Under the Constitution, Obama lacks any authority to make such changes to the health law, or any law. Only Congress has that power. But he’s doing it, and not for the first time.

The president has made two dozen changes to his health law by executive fiat, from delaying the employer mandate to allowing people to keep health plans that don’t meet ObamaCare standards.

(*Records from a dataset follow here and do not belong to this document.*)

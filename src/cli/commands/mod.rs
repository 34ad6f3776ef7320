//! Subcommand implementations

pub mod evaluate;
pub mod play;
pub mod train;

... In any case, last week’s changes, like the president’s previous fixes, create new losers as well as winners — the sort of tradeoffs that legislators are supposed to weigh in our system of government. The basics:

Obama will require large employers to provide more coverage than the Affordable Care Act specifies. The move disqualifies plans now offered by 1,600 employers to 3 million workers, according to Kaiser Health News. Those employers will have to find a way to cover the higher costs — and some will surely do so by stopping coverage for spouses or part-time workers.

The new rules suddenly treat state high-risk pools as adequate coverage under the Affordable Care Act — a 180 from what the law actually says. When the ACA became law, these plans for people with chronic illnesses were offered in 35 states. Winners will be those who live in the 10 states that haven’t yet phased out their high-risk plans. Losers: the many thousands in 25 states that already gave up their plans to comply with the ACA’s mandates.

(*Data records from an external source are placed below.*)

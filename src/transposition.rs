//! Position-keyed cache shared by the search and learning agents

use std::collections::HashMap;

use serde::{Deserialize, Serialize};

use crate::{board::Board, types::CanonicalKey};

/// Maps a board's [`CanonicalKey`] to a value.
///
/// Every lookup goes through [`Board::transposition_key`], so on square boards
/// a position and its rotations and reflections share one entry. Entries are
/// created lazily and only removed by [`TranspositionCache::clear`].
#[derive(Debug, Clone, PartialEq, Serialize, Deserialize)]
#[serde(transparent)]
pub struct TranspositionCache<V> {
    entries: HashMap<CanonicalKey, V>,
}

impl<V> TranspositionCache<V> {
    pub fn new() -> Self {
        TranspositionCache {
            entries: HashMap::new(),
        }
    }

    /// Stored value for `board`, inserting `default` first if absent.
    pub fn get_or_insert<B: Board>(&mut self, board: &B, default: V) -> &mut V {
        self.entries
            .entry(board.transposition_key())
            .or_insert(default)
    }

    pub fn get<B: Board>(&self, board: &B) -> Option<&V> {
        self.entries.get(&board.transposition_key())
    }

    /// Store `value` for `board`, returning the previous value.
    pub fn set<B: Board>(&mut self, board: &B, value: V) -> Option<V> {
        self.entries.insert(board.transposition_key(), value)
    }

    pub fn contains<B: Board>(&self, board: &B) -> bool {
        self.entries.contains_key(&board.transposition_key())
    }

    pub fn get_by_key(&self, key: &CanonicalKey) -> Option<&V> {
        self.entries.get(key)
    }

    pub fn len(&self) -> usize {
        self.entries.len()
    }

    pub fn is_empty(&self) -> bool {
        self.entries.is_empty()
    }

    pub fn clear(&mut self) {
        self.entries.clear();
    }

    pub fn iter(&self) -> impl Iterator<Item = (&CanonicalKey, &V)> {
        self.entries.iter()
    }
}

impl<V> Default for TranspositionCache<V> {
    fn default() -> Self {
        Self::new()
    }
}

The rules tell insurers to give new enrollees a 30-day grace period during which they can continue to use doctors not in their plan’s network. Winners: people who need time to switch to in-network doctors. Losers: taxpayers — who’ll be obliged to bail out the insurers clobbered with the extra cost.

... the new Federal Register notices explicitly double down on the administration’s pledge to make insurers whole if losses are bigger than expected.

By repeatedly contradicting the letter of the Affordable Care Act, these new rules add to a pattern of lawlessness in implementing the health law ...
Betsy McCaughey: Obamacare Has Passed Into 'Lawlessness' - Newsmax
The president rewrites the ObamaCare law — again - Betsy McCaughey/NY Post

By repeatedly contradicting the letter of the Affordable Care Act, these new rules add to a pattern of lawlessness in implementing the health law — even as the administration’s boldest misreading of the law is before the Supreme Court.

Two years after the justices ruled 5-4 to uphold ObamaCare’s individual mandate, the health law is back in front of the high court.
The issue this time, in King v. Burwell, is whether Obama is violating the law by handing out taxpayer-funded subsidies to ObamaCare enrollees in all 50 states. The letter of the law clearly allows subsidies only in the 14 states that established their own exchanges.
If the Supreme Court rules against the administration, enrollees would have to pay the actual cost of ObamaCare premiums — which would mean staggering hikes of 400 percent in many cases.

That could be the end of the president’s health law — or at least force him to actually negotiate with Congress on a complete rewrite tantamount to the Republicans’ “Repeal and replace” refrain.